E haja brilho naqueles olhos! As conversas fluíam de forma cada vez mais descontraída a ponto de iniciarmos algumas discussões sobre as diversas formas de discriminação, racismo etc. Na qualidade de um repórter, eu reproduzi àquelas dedicadas educadoras o que venho aprendendo junto a nossos entrevistados e especialistas da USP. Afinal, jornalismo é um aprendizado diário.

Sempre vi desta forma!

Houve momentos de olhos mais brilhantes, por conta de estarem “enxaguados”. Quando falamos de coisas que nos afligem, mas que há esperanças de que é possível enfrentá-las, e que há pessoas que se dedicam a isso de forma a estudarem profundamente temas ainda espinhosos à nossa sociedade, algumas emoções afloram.
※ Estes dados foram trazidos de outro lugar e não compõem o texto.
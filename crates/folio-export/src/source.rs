//! Source text scanning: image-inclusion commands, their comment annotations and
//! the caption of the figure that encloses each occurrence.
//!
//! Annotations are comment lines placed directly above a command:
//!
//! ```latex
//! % @alt: A red triangle on a white background
//! % @longdesc: The triangle is equilateral and
//! %   points upwards.
//! \includegraphics[width=3cm]{shape.png}
//! ```
//!
//! `@decorative` marks an image that carries no information.

use std::sync::LazyLock;

use regex::Regex;

use crate::accessibility::assess_accessibility;
use crate::types::{AnnotationFragment, Annotations};
use crate::utils::{collapse_whitespace, is_commented, line_of, line_start};

static INCLUDE_RE: LazyLock<Regex> = LazyLock::new(|| {
    Regex::new(r"\\includegraphics\*?\s*(?:\[[^\]]*\])?\s*\{(?P<file>[^}]*)\}")
        .expect("static regex is valid")
});

static FIGURE_ENV_RE: LazyLock<Regex> = LazyLock::new(|| {
    Regex::new(r"\\(?P<kind>begin|end)\s*\{(?P<env>figure\*?|subfigure|wrapfigure)\}")
        .expect("static regex is valid")
});

static CAPTION_RE: LazyLock<Regex> = LazyLock::new(|| {
    Regex::new(r"\\caption\*?\s*(?:\[[^\]]*\])?\s*\{").expect("static regex is valid")
});

static LABEL_RE: LazyLock<Regex> =
    LazyLock::new(|| Regex::new(r"\\label\s*\{[^}]*\}").expect("static regex is valid"));

/// Finds every uncommented image-inclusion command, in source order, with its
/// annotations, caption and accessibility status.
pub fn detect_image_references(source: &str) -> Vec<AnnotationFragment> {
    INCLUDE_RE
        .captures_iter(source)
        .filter_map(|caps| {
            let command = caps.get(0)?;
            if is_commented(source, command.start()) {
                return None;
            }
            let filename = caps.name("file")?.as_str().trim();
            if filename.is_empty() {
                tracing::warn!(
                    line = line_of(source, command.start()),
                    "image command without a file name"
                );
                return None;
            }
            Some(fragment_at(source, command.start(), filename))
        })
        .collect()
}

fn fragment_at(source: &str, position: usize, filename: &str) -> AnnotationFragment {
    let annotations = parse_annotations(source, position);
    let caption_text = extract_caption_at_position(source, position);
    let accessibility_status = assess_accessibility(&annotations, caption_text.as_deref());
    AnnotationFragment {
        filename: filename.to_owned(),
        alt_text: annotations.alt_text,
        is_decorative: annotations.is_decorative,
        long_description: annotations.long_description,
        caption_text,
        position,
        line: line_of(source, position),
        accessibility_status,
    }
}

#[derive(Debug, Clone, Copy, PartialEq, Eq)]
enum LineKind<'a> {
    Blank,
    /// Comment body with the leading `%` characters removed
    Comment(&'a str),
    Other,
}

impl<'a> LineKind<'a> {
    fn classify(line: &'a str) -> Self {
        let trimmed = line.trim();
        if trimmed.is_empty() {
            LineKind::Blank
        } else if let Some(body) = trimmed.strip_prefix('%') {
            LineKind::Comment(body.trim_start_matches('%').trim())
        } else {
            LineKind::Other
        }
    }
}

#[derive(Debug, Clone, Copy, PartialEq, Eq)]
enum ScanState {
    /// Next line index to look at, moving upwards
    Scanning { line: usize },
    Stopped,
}

impl ScanState {
    fn above(line: usize) -> Self {
        line.checked_sub(1)
            .map_or(ScanState::Stopped, |line| ScanState::Scanning { line })
    }
}

#[derive(Debug, Clone, PartialEq, Eq)]
enum Directive<'a> {
    Decorative,
    Alt(&'a str),
    LongDescription(&'a str),
    Unknown,
}

impl<'a> Directive<'a> {
    fn parse(body: &'a str) -> Option<Self> {
        let rest = body.strip_prefix('@')?;
        let name_len = rest
            .find(|c: char| c == ':' || c.is_whitespace())
            .unwrap_or(rest.len());
        let (name, value) = rest.split_at(name_len);
        let value = value.trim_start();
        let value = value.strip_prefix(':').unwrap_or(value).trim();
        Some(match name.to_ascii_lowercase().as_str() {
            "decorative" => Directive::Decorative,
            "alt" => Directive::Alt(value),
            "longdesc" | "long-description" | "longdescription" => {
                Directive::LongDescription(value)
            }
            _ => Directive::Unknown,
        })
    }
}

/// Reads the annotation comments directly above the command at `position`.
///
/// Lines are scanned upwards from the line before the command. Blank and
/// comment lines are consumed; the first other line stops the scan.
pub fn parse_annotations(source: &str, position: usize) -> Annotations {
    let preceding = &source[..line_start(source, position)];
    let lines: Vec<&str> = preceding.lines().collect();

    let mut consumed = Vec::new();
    let mut state = ScanState::above(lines.len());
    while let ScanState::Scanning { line } = state {
        state = match LineKind::classify(lines[line]) {
            kind @ (LineKind::Blank | LineKind::Comment(_)) => {
                consumed.push(kind);
                ScanState::above(line)
            }
            LineKind::Other => ScanState::Stopped,
        };
    }

    let mut annotations = Annotations::default();
    let mut long_parts: Vec<&str> = Vec::new();
    let mut in_long_description = false;

    // consumed is bottom-up; directives are read top-down
    for kind in consumed.into_iter().rev() {
        let body = match kind {
            LineKind::Comment(body) => body,
            _ => {
                in_long_description = false;
                continue;
            }
        };
        match Directive::parse(body) {
            Some(Directive::Decorative) => {
                annotations.is_decorative = true;
                in_long_description = false;
            }
            Some(Directive::Alt(text)) => {
                if !text.is_empty() {
                    annotations.alt_text = Some(text.to_owned());
                }
                in_long_description = false;
            }
            Some(Directive::LongDescription(text)) => {
                if !text.is_empty() {
                    long_parts.push(text);
                }
                in_long_description = true;
            }
            Some(Directive::Unknown) => in_long_description = false,
            None if in_long_description && !body.is_empty() => long_parts.push(body),
            None => {}
        }
    }

    if !long_parts.is_empty() {
        annotations.long_description = Some(long_parts.join(" "));
    }
    annotations
}

/// Caption of the innermost figure environment open at `position`, if any.
///
/// Environments that were already closed before `position` are never used, so
/// a reused filename in a later figure does not pick up an earlier caption.
pub fn extract_caption_at_position(source: &str, position: usize) -> Option<String> {
    let markers: Vec<_> = FIGURE_ENV_RE
        .captures_iter(source)
        .filter_map(|caps| {
            let whole = caps.get(0)?;
            if is_commented(source, whole.start()) {
                return None;
            }
            let is_begin = caps.name("kind")?.as_str() == "begin";
            let env = caps.name("env")?.as_str();
            Some((is_begin, env, whole.start(), whole.end()))
        })
        .collect();

    let mut open: Vec<(&str, usize)> = Vec::new();
    let mut after = markers.len();
    for (index, &(is_begin, env, start, end)) in markers.iter().enumerate() {
        if start >= position {
            after = index;
            break;
        }
        if is_begin {
            open.push((env, end));
        } else if let Some(depth) = open.iter().rposition(|(name, _)| *name == env) {
            open.truncate(depth);
        }
    }

    let (env, body_start) = *open.last()?;
    let mut depth = 0usize;
    let body_end = markers[after..]
        .iter()
        .filter(|(_, name, ..)| *name == env)
        .find_map(|&(is_begin, _, start, _)| {
            if is_begin {
                depth += 1;
                None
            } else if depth == 0 {
                Some(start)
            } else {
                depth -= 1;
                None
            }
        })?;

    first_caption(source, &markers, body_start, body_end)
}

/// First caption directly inside `start..end`, skipping captions of nested
/// environments.
fn first_caption(
    source: &str,
    markers: &[(bool, &str, usize, usize)],
    start: usize,
    end: usize,
) -> Option<String> {
    let nesting_at = |offset: usize| {
        markers
            .iter()
            .filter(|(_, _, marker, _)| (start..offset).contains(marker))
            .fold(0isize, |depth, &(is_begin, ..)| {
                if is_begin { depth + 1 } else { depth - 1 }
            })
    };
    let span = &source[start..end];
    CAPTION_RE
        .find_iter(span)
        .filter(|caption| !is_commented(source, start + caption.start()))
        .filter(|caption| nesting_at(start + caption.start()) == 0)
        .find_map(|caption| {
            let body = balanced_group(&span[caption.end()..])?;
            let text = collapse_whitespace(&LABEL_RE.replace_all(body, ""));
            (!text.is_empty()).then_some(text)
        })
}

/// Contents up to the brace closing an already opened group.
fn balanced_group(text: &str) -> Option<&str> {
    let mut depth = 0usize;
    let mut escaped = false;
    for (index, c) in text.char_indices() {
        match c {
            _ if escaped => escaped = false,
            '\\' => escaped = true,
            '{' => depth += 1,
            '}' if depth == 0 => return Some(&text[..index]),
            '}' => depth -= 1,
            _ => {}
        }
    }
    None
}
Seja por lembrar de algo de um passado nem tão distante, seja por enxergar alguma esperança, a emoção, em alguns momentos, falou mais alto e deixou transparecer o quanto aquelas educadoras amam o que fazem.

Sobraram carinho, emoções e uma sensação das melhores que já tive, de um aprendizado maravilhoso, de orgulho em ver aquelas “brilhantes educadoras” sedentas de saber e de conhecimento.

Devo dizer que, antes de todas essas sensações, participei de um farto café da manhã, onde saboreei especialidades feitas por elas. Depois de tudo, ainda fui convidado para um almoço delicioso!

Como saldo, a certeza de que algumas de minhas matérias terão o acesso de novos leitores(as)… E que os podcasts também terão novos ouvintes, por meio dos 93,7 FM da Rádio USP. A Universidade de São Paulo precisa ser mais conhecida! Deixei a promessa de que lá voltarei. Afinal, adorei o café e o almoço. Deliciosos.